The women of the Senate who led the fight to change how the military deals with sexual assault in its ranks are hailing passage of a comprehensive defense bill that now heads to President Barack Obama for his signature.
The Senate voted 84-15 Thursday night for the $632.8 billion bill that covers combat pay, new ships, aircraft and military bases. Drawing the greatest attention were provisions cracking down on perpetrators of sexual assault and rape.
"Today represents a huge win for victims of sexual assault, and for justice in America's armed forces, but this is no finish line," said Sen. Claire McCaskill, D-Mo., one of seven women on the Armed Services Committee who pushed for the changes. "In the months and years ahead, vigilance will be required to ensure that these historic reforms are implemented forcefully and effectively."
The legislation would strip military commanders of their ability to overturn jury convictions, require a civilian review if a commander declines to prosecute a case and require that any individual convicted of sexual assault face a dishonorable discharge or dismissal. The bill also would provide victims with legal counsel, eliminate the statute of limitations for courts-martial in rape and sexual assault cases, and criminalize retaliation against victims who report a sexual assault.
"Today we have taken a major, unprecedented step toward finally eliminating the plague of sexual assault in our nation's military," said Sen. Patty Murray, D-Wash.
Another member of the Armed Services panel, Sen. Kelly Ayotte, R-N.H., said the special counsel "will help encourage victims to come forward to seek justice, and it will help ensure that perpetrators are held accountable for their crimes."
The bill also would change the military's Article 32 proceedings to limit intrusive questioning of victims, making it more similar to a grand jury, a change backed by Sen. Barbara Boxer, D-Calif., and Sen. Lindsey Graham, R-S.C. Boxer said the changes will ensure "that victims of sexual assault are not put on trial simply for making the courageous decision to pursue justice."
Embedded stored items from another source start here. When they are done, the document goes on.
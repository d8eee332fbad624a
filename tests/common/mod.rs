#![allow(dead_code)]

use sea_orm::{ConnectOptions, ConnectionTrait, Database, DatabaseConnection, DbBackend, Statement};
use verger_api::config::AppConfig;

/// Config pointing at nothing in particular; tests override the URLs they
/// exercise.
pub fn test_config() -> AppConfig {
    AppConfig {
        db_host: "localhost".into(),
        db_port: 3306,
        db_user: "dolibarr".into(),
        db_password: "dolibarrpass".into(),
        db_name: "dolibarr".into(),
        dolibarr_api_url: "http://127.0.0.1:1".into(),
        dolibarr_api_key: "test_key".into(),
        api_url: "http://127.0.0.1:1".into(),
        host: "127.0.0.1".into(),
        api_port: 0,
        storefront_port: 0,
        backoffice_port: 0,
        environment: "test".into(),
        log_level: "debug".into(),
        log_json: false,
        admin_username: "admin".into(),
        admin_password: "admin123".into(),
        db_max_connections: 5,
        db_min_connections: 1,
        db_connect_timeout_secs: 5,
        db_idle_timeout_secs: 60,
        db_acquire_timeout_secs: 5,
        http_timeout_secs: 5,
        cors_allowed_origins: None,
    }
}

/// In-memory SQLite mirroring the slice of the Dolibarr schema the services
/// touch.
pub async fn setup_schema() -> DatabaseConnection {
    // A pooled in-memory SQLite would give every connection its own empty
    // database; pin the pool to one connection.
    let mut options = ConnectOptions::new("sqlite::memory:".to_owned());
    options.max_connections(1);
    let db = Database::connect(options).await.expect("sqlite connection");

    let statements = [
        "CREATE TABLE llx_product (
            rowid INTEGER PRIMARY KEY AUTOINCREMENT,
            ref TEXT NOT NULL,
            label TEXT NOT NULL,
            description TEXT,
            price REAL NOT NULL,
            entity INTEGER NOT NULL
        )",
        "CREATE TABLE llx_product_stock (
            rowid INTEGER PRIMARY KEY AUTOINCREMENT,
            fk_product INTEGER NOT NULL,
            fk_entrepot INTEGER NOT NULL,
            reel REAL NOT NULL,
            tms TEXT
        )",
        "CREATE TABLE llx_societe (
            rowid INTEGER PRIMARY KEY AUTOINCREMENT,
            nom TEXT
        )",
        "CREATE TABLE llx_commande (
            rowid INTEGER PRIMARY KEY AUTOINCREMENT,
            ref TEXT NOT NULL,
            fk_soc INTEGER NOT NULL,
            date_commande TEXT,
            fk_statut INTEGER NOT NULL,
            total_ttc REAL NOT NULL
        )",
        "CREATE TABLE llx_commandedet (
            rowid INTEGER PRIMARY KEY AUTOINCREMENT,
            fk_commande INTEGER NOT NULL,
            fk_product INTEGER NOT NULL,
            qty REAL NOT NULL,
            total_ttc REAL NOT NULL
        )",
        "CREATE TABLE llx_user (
            rowid INTEGER PRIMARY KEY AUTOINCREMENT,
            firstname TEXT,
            lastname TEXT,
            email TEXT,
            user_mobile TEXT,
            datec TEXT,
            fk_soc INTEGER
        )",
        "CREATE TABLE llx_bank (
            rowid INTEGER PRIMARY KEY AUTOINCREMENT,
            label TEXT,
            amount REAL NOT NULL,
            datev TEXT
        )",
    ];

    for sql in statements {
        db.execute(Statement::from_string(DbBackend::Sqlite, sql))
            .await
            .expect("schema statement");
    }

    db
}

pub async fn execute(db: &DatabaseConnection, sql: &str) {
    db.execute(Statement::from_string(DbBackend::Sqlite, sql))
        .await
        .expect("sql statement");
}
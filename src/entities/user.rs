use sea_orm::entity::prelude::*;
use serde::{Deserialize, Serialize};

/// `llx_user`: ERP users; individual shop customers are modelled as users
/// attached to the retail third party.
#[derive(Clone, Debug, PartialEq, DeriveEntityModel, Serialize, Deserialize)]
#[sea_orm(table_name = "llx_user")]
pub struct Model {
    #[sea_orm(primary_key)]
    pub rowid: i64,
    pub firstname: Option<String>,
    pub lastname: Option<String>,
    pub email: Option<String>,
    pub user_mobile: Option<String>,
    pub datec: Option<DateTime>,
    pub fk_soc: Option<i64>,
}

#[derive(Copy, Clone, Debug, EnumIter, DeriveRelation)]
pub enum Relation {}

impl ActiveModelBehavior for ActiveModel {}
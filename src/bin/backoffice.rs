use std::{net::SocketAddr, sync::Arc};

use tower_http::{compression::CompressionLayer, trace::TraceLayer};
use tracing::info;

use verger_api as api;

#[tokio::main]
async fn main() -> anyhow::Result<()> {
    dotenvy::dotenv().ok();
    let cfg = api::config::load_config()?;
    api::config::init_tracing(cfg.log_level(), cfg.log_json);

    let db_pool = api::db::establish_connection_from_app_config(&cfg).await?;
    let stock = Arc::new(api::services::StockService::new(Arc::new(db_pool)));
    let state = api::backoffice::BackofficeState::new(cfg.clone(), stock);

    let app = api::backoffice::backoffice_routes()
        .with_state(state)
        .layer(TraceLayer::new_for_http())
        .layer(CompressionLayer::new())
        .layer(api::server::cors_layer(&cfg));

    let host: std::net::IpAddr = cfg.host.parse()?;
    let addr = SocketAddr::new(host, cfg.backoffice_port);
    info!("Back office starting on http://{}", addr);

    api::server::serve(app, addr).await
}
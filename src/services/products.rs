//! Product listing and detail, ERP-API first with a relational fallback.
//!
//! Classification and filtering always run through [`crate::catalog`], so
//! both paths tag rows identically.

use sea_orm::{ColumnTrait, DatabaseConnection, EntityTrait, QueryFilter};
use std::sync::Arc;
use tracing::{instrument, warn};

use crate::catalog::ProductFilter;
use crate::clients::DolibarrClient;
use crate::entities::{product, Product};
use crate::errors::ServiceError;
use crate::models::ProductView;

/// Products visible to the shop live in the primary ERP entity.
const SHOP_ENTITY: i32 = 1;

#[derive(Clone)]
pub struct ProductService {
    db: Arc<DatabaseConnection>,
    erp: Arc<DolibarrClient>,
}

impl ProductService {
    pub fn new(db: Arc<DatabaseConnection>, erp: Arc<DolibarrClient>) -> Self {
        Self { db, erp }
    }

    /// Lists products matching the filter, preferring the ERP API.
    #[instrument(skip(self))]
    pub async fn list(&self, filter: &ProductFilter) -> Result<Vec<ProductView>, ServiceError> {
        match self.erp.list_products().await {
            Ok(raw) => Ok(raw
                .into_iter()
                .map(ProductView::from)
                .filter(|p| filter.matches(p))
                .collect()),
            Err(err) => {
                warn!(error = %err, "ERP product list unavailable, reading the schema directly");
                self.list_from_db(filter).await
            }
        }
    }

    /// Fetches one product, preferring the ERP API.
    #[instrument(skip(self))]
    pub async fn get(&self, product_id: i64) -> Result<ProductView, ServiceError> {
        match self.erp.get_product(product_id).await {
            Ok(raw) => Ok(raw.into()),
            Err(err) => {
                warn!(
                    error = %err,
                    product_id, "ERP product fetch unavailable, reading the schema directly"
                );
                self.get_from_db(product_id).await
            }
        }
    }

    async fn list_from_db(&self, filter: &ProductFilter) -> Result<Vec<ProductView>, ServiceError> {
        let rows = Product::find()
            .filter(product::Column::Entity.eq(SHOP_ENTITY))
            .all(&*self.db)
            .await?;

        Ok(rows
            .into_iter()
            .map(row_to_view)
            .filter(|p| filter.matches(p))
            .collect())
    }

    async fn get_from_db(&self, product_id: i64) -> Result<ProductView, ServiceError> {
        let row = Product::find_by_id(product_id)
            .one(&*self.db)
            .await?
            .ok_or_else(|| ServiceError::NotFound(format!("Product {product_id} not found")))?;

        Ok(row_to_view(row))
    }
}

fn row_to_view(row: product::Model) -> ProductView {
    ProductView::from_parts(
        row.rowid,
        row.reference,
        row.label,
        row.description.unwrap_or_default(),
        row.price,
    )
}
"Not every single commander necessarily wants women in the force. Not every single commander believes what a sexual assault is. Not every single commander can distinguish between a slap on the ass and a rape because they merge all of these crimes together," Gillibrand said.
The legislation does not include a contentious proposal from Gillibrand to give victims of rape and sexual assault in the military an independent route outside the chain of command for prosecuting attackers, taking the authority away from commanders. That proposal drew strong opposition from the Pentagon and several lawmakers. Gillibrand's plan is likely to get a separate vote, perhaps as early as next month.
Congress has passed a defense policy bill every year since the Kennedy administration, but the 52nd year has been one of the more tortuous as the legislation got caught up in the dispute between Republicans and Democrats over Senate rules and limits on debate.
The bill would give Obama additional flexibility in deciding the fate of terror suspects at the detention center at Guantanamo Bay, Cuba, but it stops well short of the administration's goal of closing the installation.
The White House had expressed support for the legislation, which would provide $552.1 billion for the regular military budget and $80.7 billion for the war in Afghanistan and other overseas operations, a reflection of deficit-driven efforts to trim spending and the drawdown in a conflict lasting more than a decade.
The legislation also would cover combat pay and other benefits, authorize funds for the destruction of chemical weapons in Syria and provide money to study the feasibility of establishing a missile defense site on the East Coast.